There was some hubbub recently around Tusky, a app for Mastodon, getting removed from the Google Play Store. It has fortunately since then been reinstated, but it did remind me to take another look at Mastodon and consequently the fediverse as a whole.

Mastodon, in case you aren't aware, is a federated alternative to Twitter—federated meaning it's not a central service run by one organisation or company but several different persons or organisations each running their own instance yet capable of talking to each other, a bit like email. The fediverse on the other hand refers to all of the different services talking this same protocol, allowing all of them to interoperate to a degree. There are other services that function as alternatives to things like Instagram or YouTube as well, though there I don't really have any experience.

It has been a somewhat interesting experience so far, trying to start to use something that is very clearly built as a social and sharing platform, when both of those are things that don't come particularily naturally to me. It's very clearly more of an active effort to actually think of things I want to say there, as well as sometimes overthinking what is acceptable for me to say. Simultaneously, I am rather fascinated by the whole idea for some reason, both from a techical as well as a social aspect, so there is a certain drive there for me to continue to do it, I just have a hard time figuring out what to do with it.

I feel like that's a trap I fall into somewhat easily, liking an idea but having no idea what to do with that idea or lacking the motivation to see it through.

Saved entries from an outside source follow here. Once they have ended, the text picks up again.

//! # Vibe SDK
//!
//! Typed clients for the hosted services behind the Vibe Check pipeline.
//!
//! This crate provides:
//!
//! - An OpenAI client for chat completions (text and image input) and embeddings
//! - A Pinecone client for vector index queries
//! - A normalized error system shared by every client
//! - Resilience patterns (retries with backoff, circuit breaker)
//! - Configuration providers backed by the environment or memory
//!
//! ## Architecture
//!
//! - `ServiceClient`: The base trait every external service client implements
//! - `Resilience`: Facade composing retry and circuit breaker
//! - `ServiceError`: Transport-level error taxonomy with HTTP mapping
//! - `ConfigProvider`: Key/value configuration lookup

pub mod core;
pub use core::ServiceClient;

pub mod services;
pub use services::{openai, pinecone};

pub mod error;
pub use error::{ErrorContext, Result, ServiceError};

pub mod resilience;
pub use resilience::{CircuitBreaker, Resilience, RetryExecutor};

pub mod config;
pub use config::{ConfigProvider, ServiceConfig};

pub mod util;

#[cfg(test)]
mod tests;

/// Create an OpenAI client builder seeded from the default provider
pub fn openai_client() -> services::openai::OpenAIClientBuilder {
    services::openai::OpenAIClient::builder()
}

/// Create a Pinecone client builder seeded from the default provider
pub fn pinecone_client() -> services::pinecone::PineconeClientBuilder {
    services::pinecone::PineconeClient::builder()
}
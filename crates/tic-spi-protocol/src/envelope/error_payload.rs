//! Error payload carried by a raw data envelope of type
//! [`RawDataType::Error`].
//!
//! ```text
//! 0x00 error_type      u8
//! 0x01 reserved        [u8; 3]
//! 0x04 firmware error  u32
//! 0x08 error register  u32
//! ```

use serde::Serialize;

use crate::config::CodecConfig;
use crate::envelope::raw_data::{RawDataHeader, RawDataType, build_raw_data};
use crate::envelope::{le_u32, put_le_u32};
use crate::error::{EnvelopeKind, ReassemblyError, TicError, TicResult};
use crate::regs::field::BitField;
use crate::regs::{ErrorRegister, Register};

/// Size of the error payload.
pub const ERROR_PAYLOAD_LEN: usize = 12;

const INVALID_FRAME_CHARACTERISTICS: BitField =
    BitField::new("invalid_frame_characteristics", 0, 1);
const MICROFRAME_INDEX_INVALID: BitField = BitField::new("microframe_index_invalid", 1, 1);

/// Error payload type. Only raw data errors are defined.
#[derive(Debug, Clone, Copy, PartialEq, Eq, Hash, Default, Serialize)]
pub enum ErrorType {
    #[default]
    RawDataError,
    Unrecognized(u8),
}

impl ErrorType {
    pub fn from_code(code: u8) -> Self {
        match code {
            0 => Self::RawDataError,
            other => Self::Unrecognized(other),
        }
    }

    pub fn code(self) -> u8 {
        match self {
            Self::RawDataError => 0,
            Self::Unrecognized(other) => other,
        }
    }
}

/// Errors detected by the host while reading micro-frames.
#[derive(Debug, Clone, Copy, PartialEq, Eq, Default, Serialize)]
pub struct FwError {
    pub invalid_frame_characteristics: bool,
    pub microframe_index_invalid: bool,
}

impl FwError {
    pub fn from_bits(raw: u32) -> Self {
        Self {
            invalid_frame_characteristics: INVALID_FRAME_CHARACTERISTICS.get_bool(raw),
            microframe_index_invalid: MICROFRAME_INDEX_INVALID.get_bool(raw),
        }
    }

    /// Encoded bits; reserved bits 2..=31 are zero.
    pub fn bits(&self) -> u32 {
        INVALID_FRAME_CHARACTERISTICS.put_bool(self.invalid_frame_characteristics)
            | MICROFRAME_INDEX_INVALID.put_bool(self.microframe_index_invalid)
    }
}

impl From<&ReassemblyError> for FwError {
    fn from(err: &ReassemblyError) -> Self {
        match err {
            ReassemblyError::UnexpectedIndex { .. } => Self {
                microframe_index_invalid: true,
                ..Self::default()
            },
            ReassemblyError::InvalidCharacteristics { .. }
            | ReassemblyError::FrameCountMismatch { .. }
            | ReassemblyError::PayloadKindMismatch
            | ReassemblyError::SizeMismatch { .. }
            | ReassemblyError::FrameTooLarge { .. } => Self {
                invalid_frame_characteristics: true,
                ..Self::default()
            },
        }
    }
}

/// Decoded error payload.
#[derive(Debug, Clone, Copy, PartialEq, Eq, Default, Serialize)]
pub struct ErrorPayload {
    pub error_type: ErrorType,
    pub fw_error: FwError,
    /// Copy of the error register at the time of the fault.
    pub error_register: ErrorRegister,
    #[serde(skip)]
    pub reserved: [u8; 3],
}

impl ErrorPayload {
    /// Describe a reassembly fault, alongside the current error register.
    pub fn from_reassembly(err: &ReassemblyError, error_register: ErrorRegister) -> Self {
        Self {
            error_type: ErrorType::RawDataError,
            fw_error: FwError::from(err),
            error_register,
            reserved: [0; 3],
        }
    }

    /// Parse the first 12 bytes of `bytes`.
    pub fn parse(bytes: &[u8]) -> TicResult<Self> {
        if bytes.len() < ERROR_PAYLOAD_LEN {
            return Err(TicError::TruncatedHeader {
                envelope: EnvelopeKind::ErrorPayload,
                expected: ERROR_PAYLOAD_LEN,
                actual: bytes.len(),
            });
        }
        let mut reserved = [0u8; 3];
        if let Some(src) = bytes.get(1..4) {
            reserved.copy_from_slice(src);
        }
        Ok(Self {
            error_type: ErrorType::from_code(bytes.first().copied().unwrap_or(0)),
            fw_error: FwError::from_bits(le_u32(bytes, 4)),
            error_register: ErrorRegister::decode(le_u32(bytes, 8)),
            reserved,
        })
    }

    /// Encode into `out`, returning the bytes written.
    pub fn encode_into(&self, out: &mut [u8]) -> TicResult<usize> {
        let Some(dst) = out.get_mut(..ERROR_PAYLOAD_LEN) else {
            return Err(TicError::BufferTooSmall {
                expected: ERROR_PAYLOAD_LEN,
                actual: out.len(),
            });
        };
        let error_register = self.error_register.encode()?;
        dst.fill(0);
        if let Some(slot) = dst.first_mut() {
            *slot = self.error_type.code();
        }
        put_le_u32(dst, 4, self.fw_error.bits());
        put_le_u32(dst, 8, error_register);
        Ok(ERROR_PAYLOAD_LEN)
    }

    pub fn to_bytes(&self) -> TicResult<[u8; ERROR_PAYLOAD_LEN]> {
        let mut out = [0u8; ERROR_PAYLOAD_LEN];
        self.encode_into(&mut out)?;
        Ok(out)
    }

    /// Wrap this payload in a raw data envelope of type
    /// [`RawDataType::Error`].
    pub fn package(
        &self,
        header: &RawDataHeader,
        config: &CodecConfig,
    ) -> TicResult<Vec<u8>> {
        let header = RawDataHeader {
            data_type: RawDataType::Error,
            ..*header
        };
        build_raw_data(&header, &self.to_bytes()?, config)
    }
}
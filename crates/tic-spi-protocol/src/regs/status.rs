//! Offset 0x00: status register.
//!
//! Read by the host immediately after every interrupt. The top byte is a
//! fixed sync pattern; a read whose sync byte is anything other than
//! [`SYNC_BYTE`] must be treated as untrusted.

use serde::Serialize;

use crate::error::{TicError, TicResult};
use crate::regs::field::BitField;
use crate::regs::{Register, RegisterKind};

/// Expected value of the status register sync byte.
pub const SYNC_BYTE: u8 = 0x5A;

const INT_STATUS: BitField = BitField::new("int_status", 0, 1);
const INT_TYPE: BitField = BitField::new("int_type", 1, 4);
const PWR_STATE: BitField = BitField::new("pwr_state", 5, 2);
const INIT_STATE: BitField = BitField::new("init_state", 7, 2);
const BUSY: BitField = BitField::new("busy", 9, 1);
const SYNC: BitField = BitField::new("sync_byte", 24, 8);

/// Interrupt type field (4 bits).
#[derive(Debug, Clone, Copy, PartialEq, Eq, Hash, Serialize)]
pub enum InterruptType {
    /// Touch data available.
    DataAvailable,
    /// Device reset occurred.
    ResetOccurred,
    /// Error occurred, details in the error register.
    ErrorOccurred,
    /// Vendor-specific data, handled like a raw frame.
    VendorData,
    /// Get-features response available.
    GetFeatures,
    /// Code at or past the defined range.
    Unrecognized(u8),
}

impl InterruptType {
    pub fn from_code(code: u8) -> Self {
        match code {
            0 => Self::DataAvailable,
            1 => Self::ResetOccurred,
            2 => Self::ErrorOccurred,
            3 => Self::VendorData,
            4 => Self::GetFeatures,
            other => Self::Unrecognized(other),
        }
    }

    pub fn code(self) -> u8 {
        match self {
            Self::DataAvailable => 0,
            Self::ResetOccurred => 1,
            Self::ErrorOccurred => 2,
            Self::VendorData => 3,
            Self::GetFeatures => 4,
            Self::Unrecognized(other) => other,
        }
    }
}

/// Device power state. All four 2-bit codes are defined.
#[derive(Debug, Clone, Copy, PartialEq, Eq, Hash, Default, Serialize)]
pub enum PowerState {
    #[default]
    Sleep,
    Doze,
    Armed,
    Sensing,
}

impl PowerState {
    pub fn from_code(code: u8) -> Self {
        match code & 0x3 {
            0 => Self::Sleep,
            1 => Self::Doze,
            2 => Self::Armed,
            _ => Self::Sensing,
        }
    }

    pub fn code(self) -> u8 {
        match self {
            Self::Sleep => 0,
            Self::Doze => 1,
            Self::Armed => 2,
            Self::Sensing => 3,
        }
    }
}

/// Device initialization state. All four 2-bit codes are defined.
#[derive(Debug, Clone, Copy, PartialEq, Eq, Hash, Default, Serialize)]
pub enum InitState {
    /// Ready for normal operation.
    #[default]
    ReadyForOp,
    /// Firmware must be loaded.
    FwNeeded,
    /// Configuration data must be loaded.
    DataNeeded,
    /// Initialization failed; see the error register.
    InitError,
}

impl InitState {
    pub fn from_code(code: u8) -> Self {
        match code & 0x3 {
            0 => Self::ReadyForOp,
            1 => Self::FwNeeded,
            2 => Self::DataNeeded,
            _ => Self::InitError,
        }
    }

    pub fn code(self) -> u8 {
        match self {
            Self::ReadyForOp => 0,
            Self::FwNeeded => 1,
            Self::DataNeeded => 2,
            Self::InitError => 3,
        }
    }
}

/// Decoded status register.
#[derive(Debug, Clone, Copy, PartialEq, Eq, Serialize)]
pub struct StatusRegister {
    /// Set when the device has data that needs to be read.
    pub int_status: bool,
    pub int_type: InterruptType,
    pub power_state: PowerState,
    pub init_state: InitState,
    /// Device cannot accept writes while set.
    pub busy: bool,
    pub sync_byte: u8,
}

impl Default for StatusRegister {
    fn default() -> Self {
        Self {
            int_status: false,
            int_type: InterruptType::DataAvailable,
            power_state: PowerState::Sleep,
            init_state: InitState::ReadyForOp,
            busy: false,
            sync_byte: SYNC_BYTE,
        }
    }
}

impl StatusRegister {
    /// Returns `true` when the sync byte differs from [`SYNC_BYTE`].
    pub fn sync_mismatch(&self) -> bool {
        self.sync_byte != SYNC_BYTE
    }

    /// Fail with [`TicError::SyncMismatch`] when the read is untrusted.
    pub fn check_sync(&self) -> TicResult<()> {
        if self.sync_mismatch() {
            return Err(TicError::SyncMismatch {
                found: self.sync_byte,
            });
        }
        Ok(())
    }
}

impl Register for StatusRegister {
    const KIND: RegisterKind = RegisterKind::Status;

    fn decode(raw: u32) -> Self {
        Self {
            int_status: INT_STATUS.get_bool(raw),
            int_type: InterruptType::from_code(INT_TYPE.get(raw) as u8),
            power_state: PowerState::from_code(PWR_STATE.get(raw) as u8),
            init_state: InitState::from_code(INIT_STATE.get(raw) as u8),
            busy: BUSY.get_bool(raw),
            sync_byte: SYNC.get(raw) as u8,
        }
    }

    fn encode(&self) -> TicResult<u32> {
        Ok(INT_STATUS.put_bool(self.int_status)
            | INT_TYPE.put(Self::KIND, u32::from(self.int_type.code()))?
            | PWR_STATE.put(Self::KIND, u32::from(self.power_state.code()))?
            | INIT_STATE.put(Self::KIND, u32::from(self.init_state.code()))?
            | BUSY.put_bool(self.busy)
            | SYNC.put(Self::KIND, u32::from(self.sync_byte))?)
    }
}
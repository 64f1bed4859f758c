//! Fuzzes feedback envelope parsing and destination checks.
//!
//! Run with:
//!   cargo +nightly fuzz run fuzz_feedback_envelope

#![no_main]

use libfuzzer_sys::fuzz_target;
use tic_spi_protocol::{CodecConfig, build_feedback, check_destination, parse_feedback};

fuzz_target!(|data: &[u8]| {
    let Ok(feedback) = parse_feedback(data) else {
        return;
    };
    let _ = feedback.header.command.power_command();
    let in_window = check_destination(feedback.header.spi_offset, feedback.payload.len()).is_ok();
    let built = build_feedback(&feedback.header, feedback.payload, &CodecConfig::default());
    // Building never accepts a destination the window check refuses.
    if built.is_ok() {
        assert!(in_window);
    }
});
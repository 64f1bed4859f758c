//! Offset 0x04: frame characteristics register.
//!
//! Describes the micro-frame the host is about to read in response to a
//! touch interrupt.

use serde::Serialize;

use crate::error::{ReassemblyError, TicResult};
use crate::regs::field::BitField;
use crate::regs::{Register, RegisterKind};

/// Largest micro-frame size the 18-bit field can describe (256KB - 1).
pub const MAX_MICROFRAME_SIZE: u32 = (1 << 18) - 1;

/// Largest valid micro-frame count and index.
pub const MAX_MICROFRAMES: u8 = 31;

const MICROFRAME_SIZE: BitField = BitField::new("microframe_size", 0, 18);
const MICROFRAMES_PER_FRAME: BitField = BitField::new("microframes_per_frame", 18, 5);
const MICROFRAME_INDEX: BitField = BitField::new("microframe_index", 23, 5);
const HID_REPORT: BitField = BitField::new("hid_report", 28, 1);

/// Decoded frame characteristics register.
#[derive(Debug, Clone, Copy, PartialEq, Eq, Default, Serialize)]
pub struct FrameCharacteristics {
    /// Bytes to read for this micro-frame.
    pub microframe_size: u32,
    /// Micro-frames making up one frame (1..=31 when valid).
    pub microframes_per_frame: u8,
    /// 1-based index of this micro-frame (1..=31 when valid).
    pub microframe_index: u8,
    /// Set when the payload is a HID report rather than raw data.
    pub hid_report: bool,
}

impl FrameCharacteristics {
    /// Check the count/index invariants. Decoding accepts any bit pattern;
    /// this is where a zero count, a zero index or an index past the count
    /// is caught.
    pub fn validate(&self) -> Result<(), ReassemblyError> {
        let count_ok = (1..=MAX_MICROFRAMES).contains(&self.microframes_per_frame);
        let index_ok = (1..=self.microframes_per_frame).contains(&self.microframe_index);
        if count_ok && index_ok {
            Ok(())
        } else {
            Err(ReassemblyError::InvalidCharacteristics {
                index: self.microframe_index,
                microframes_per_frame: self.microframes_per_frame,
            })
        }
    }

    /// Whether this micro-frame closes its frame.
    pub fn is_last(&self) -> bool {
        self.microframe_index != 0 && self.microframe_index == self.microframes_per_frame
    }
}

impl Register for FrameCharacteristics {
    const KIND: RegisterKind = RegisterKind::FrameCharacteristics;

    fn decode(raw: u32) -> Self {
        Self {
            microframe_size: MICROFRAME_SIZE.get(raw),
            microframes_per_frame: MICROFRAMES_PER_FRAME.get(raw) as u8,
            microframe_index: MICROFRAME_INDEX.get(raw) as u8,
            hid_report: HID_REPORT.get_bool(raw),
        }
    }

    fn encode(&self) -> TicResult<u32> {
        Ok(MICROFRAME_SIZE.put(Self::KIND, self.microframe_size)?
            | MICROFRAMES_PER_FRAME.put(Self::KIND, u32::from(self.microframes_per_frame))?
            | MICROFRAME_INDEX.put(Self::KIND, u32::from(self.microframe_index))?
            | HID_REPORT.put_bool(self.hid_report))
    }
}

#[cfg(test)]
mod tests {
    use super::*;
    use crate::error::TicError;

    #[test]
    fn test_decode_fields() {
        // size=0x100, mfpf=4, index=2, hid
        let raw = 0x100 | (4 << 18) | (2 << 23) | (1 << 28);
        let fc = FrameCharacteristics::decode(raw);
        assert_eq!(fc.microframe_size, 0x100);
        assert_eq!(fc.microframes_per_frame, 4);
        assert_eq!(fc.microframe_index, 2);
        assert!(fc.hid_report);
        assert!(!fc.is_last());
        assert_eq!(fc.encode().ok(), Some(raw));
    }

    #[test]
    fn test_reserved_bits_dropped() {
        let raw = 0xE000_0000 | 0x40 | (1 << 18) | (1 << 23);
        let fc = FrameCharacteristics::decode(raw);
        assert!(fc.is_last());
        assert_eq!(fc.encode().ok(), Some(raw & 0x1FFF_FFFF));
    }

    #[test]
    fn test_encode_rejects_oversized_microframe() {
        let fc = FrameCharacteristics {
            microframe_size: MAX_MICROFRAME_SIZE + 1,
            microframes_per_frame: 1,
            microframe_index: 1,
            hid_report: false,
        };
        assert!(matches!(
            fc.encode(),
            Err(TicError::FieldOutOfRange {
                field: "microframe_size",
                ..
            })
        ));
    }

    #[test]
    fn test_encode_rejects_index_overflow() {
        let fc = FrameCharacteristics {
            microframe_size: 1,
            microframes_per_frame: 31,
            microframe_index: 32,
            hid_report: false,
        };
        assert!(fc.encode().is_err());
    }

    #[test]
    fn test_validate() {
        let ok = FrameCharacteristics {
            microframe_size: 64,
            microframes_per_frame: 3,
            microframe_index: 3,
            hid_report: false,
        };
        assert_eq!(ok.validate(), Ok(()));

        let zero_count = FrameCharacteristics {
            microframes_per_frame: 0,
            microframe_index: 0,
            ..ok
        };
        assert!(zero_count.validate().is_err());

        let past_end = FrameCharacteristics {
            microframe_index: 4,
            ..ok
        };
        assert_eq!(
            past_end.validate(),
            Err(ReassemblyError::InvalidCharacteristics {
                index: 4,
                microframes_per_frame: 3
            })
        );
    }
}
//! Error types for ticctl CLI

use thiserror::Error;
use tic_spi_protocol::{ErrorCategory, TicError};

#[derive(Error, Debug)]
pub enum CliError {
    #[error("Invalid value: {0}")]
    InvalidValue(String),

    #[error("Invalid configuration: {0}")]
    InvalidConfiguration(String),

    #[error(transparent)]
    Codec(#[from] TicError),

    #[error("IO error: {0}")]
    IoError(#[from] std::io::Error),
}

impl CliError {
    /// Process exit code for this error.
    pub fn exit_code(&self) -> u8 {
        match self {
            CliError::InvalidValue(_) => 2,
            CliError::InvalidConfiguration(_) => 4,
            CliError::Codec(err) => codec_exit_code(err),
            CliError::IoError(_) => 1,
        }
    }
}

fn codec_exit_code(err: &TicError) -> u8 {
    match err.category() {
        ErrorCategory::Version => 3,
        ErrorCategory::Config => 4,
        ErrorCategory::FieldEncoding
        | ErrorCategory::Framing
        | ErrorCategory::Envelope
        | ErrorCategory::Device => 2,
    }
}

/// Exit code for an error surfaced from a command.
pub fn exit_code(error: &anyhow::Error) -> u8 {
    if let Some(err) = error.downcast_ref::<CliError>() {
        err.exit_code()
    } else if let Some(err) = error.downcast_ref::<TicError>() {
        codec_exit_code(err)
    } else {
        1
    }
}
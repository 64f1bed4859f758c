//! Fuzzes raw data envelope parsing and error payload decoding.
//!
//! Run with:
//!   cargo +nightly fuzz run fuzz_raw_data_envelope

#![no_main]

use libfuzzer_sys::fuzz_target;
use tic_spi_protocol::{CodecConfig, ErrorPayload, RawDataType, build_raw_data, parse_raw_data};

fuzz_target!(|data: &[u8]| {
    let Ok(raw) = parse_raw_data(data) else {
        return;
    };
    if raw.header.data_type == RawDataType::Error {
        let _ = ErrorPayload::parse(raw.payload);
    }
    // A parsed envelope with a defined type must rebuild to the same payload.
    if let Ok(rebuilt) = build_raw_data(&raw.header, raw.payload, &CodecConfig::default())
        && let Ok(again) = parse_raw_data(&rebuilt)
    {
        assert_eq!(again.payload, raw.payload);
        assert_eq!(again.header.buffer_id, raw.header.buffer_id);
    }
});
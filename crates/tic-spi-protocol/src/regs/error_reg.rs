//! Offset 0x08: error register.
//!
//! Bit assignments beyond the three fixed flags and the fatal flag are vendor
//! specific and surfaced as an opaque 16-bit code.

use core::fmt;

use serde::Serialize;

use crate::error::{TicError, TicResult};
use crate::regs::field::BitField;
use crate::regs::{Register, RegisterKind};

const INVALID_FW: BitField = BitField::new("invalid_fw", 0, 1);
const INVALID_DATA: BitField = BitField::new("invalid_data", 1, 1);
const SELF_TEST_FAILED: BitField = BitField::new("self_test_failed", 2, 1);
const FATAL_ERROR: BitField = BitField::new("fatal_error", 15, 1);
const VENDOR_ERRORS: BitField = BitField::new("vendor_errors", 16, 16);

/// Decoded error register.
#[derive(Debug, Clone, Copy, PartialEq, Eq, Hash, Default, Serialize)]
pub struct ErrorRegister {
    pub invalid_fw: bool,
    pub invalid_data: bool,
    pub self_test_failed: bool,
    pub fatal_error: bool,
    pub vendor_errors: u16,
}

impl ErrorRegister {
    /// Returns `true` when any flag or vendor bit is set.
    pub fn has_error(&self) -> bool {
        self.invalid_fw
            || self.invalid_data
            || self.self_test_failed
            || self.fatal_error
            || self.vendor_errors != 0
    }

    /// Turn a reported error into a [`TicError::DeviceReported`].
    ///
    /// Resolution (resetting, reloading firmware) stays with the caller.
    pub fn into_result(self) -> TicResult<()> {
        if self.has_error() {
            Err(TicError::DeviceReported(self))
        } else {
            Ok(())
        }
    }
}

impl fmt::Display for ErrorRegister {
    fn fmt(&self, f: &mut fmt::Formatter<'_>) -> fmt::Result {
        let mut flags = Vec::new();
        if self.invalid_fw {
            flags.push("invalid firmware");
        }
        if self.invalid_data {
            flags.push("invalid data");
        }
        if self.self_test_failed {
            flags.push("self-test failed");
        }
        if self.fatal_error {
            flags.push("fatal");
        }
        if flags.is_empty() {
            write!(f, "no flags")?;
        } else {
            write!(f, "{}", flags.join(", "))?;
        }
        if self.vendor_errors != 0 {
            write!(f, " (vendor code {:#06x})", self.vendor_errors)?;
        }
        Ok(())
    }
}

impl Register for ErrorRegister {
    const KIND: RegisterKind = RegisterKind::Error;

    fn decode(raw: u32) -> Self {
        Self {
            invalid_fw: INVALID_FW.get_bool(raw),
            invalid_data: INVALID_DATA.get_bool(raw),
            self_test_failed: SELF_TEST_FAILED.get_bool(raw),
            fatal_error: FATAL_ERROR.get_bool(raw),
            vendor_errors: VENDOR_ERRORS.get(raw) as u16,
        }
    }

    fn encode(&self) -> TicResult<u32> {
        Ok(INVALID_FW.put_bool(self.invalid_fw)
            | INVALID_DATA.put_bool(self.invalid_data)
            | SELF_TEST_FAILED.put_bool(self.self_test_failed)
            | FATAL_ERROR.put_bool(self.fatal_error)
            | VENDOR_ERRORS.put(Self::KIND, u32::from(self.vendor_errors))?)
    }
}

There remains, of course, the option of using it in a similar manner to which I use Twitter currently, namely as an observer and reader. This time around I have been rather more succesful in finding things to read that I also want to read—so the option is definitely more appealing now than it was before, and I don't think I will end up completely stopping using Mastodon at the very least—but for some reason remaining an observer feels like the wrong move. Sharing things publicly is definitely an activity that is outside my comfort zone—I think this blog works because I know basically nobody reads it—but I think exactly that is what makes it potentially so valuable.

Why you ask? Because it is both something I feel like I want to do yet uncomfortable, which means it is an opportunity to widen the horizon of things I am comfortable doing and in doing so not only allow me to learn new skills but improve my self-confidence as well. Widening my horizon is in general something that I am quite interested in at the moment, since I have this sneaking suspicion that I've arrived in a local maxima of sorts. I've grown comfortable with where I am and terrified of going anywhere since it feels like all paths lead downwards; yet I'm sure I have not found the peak.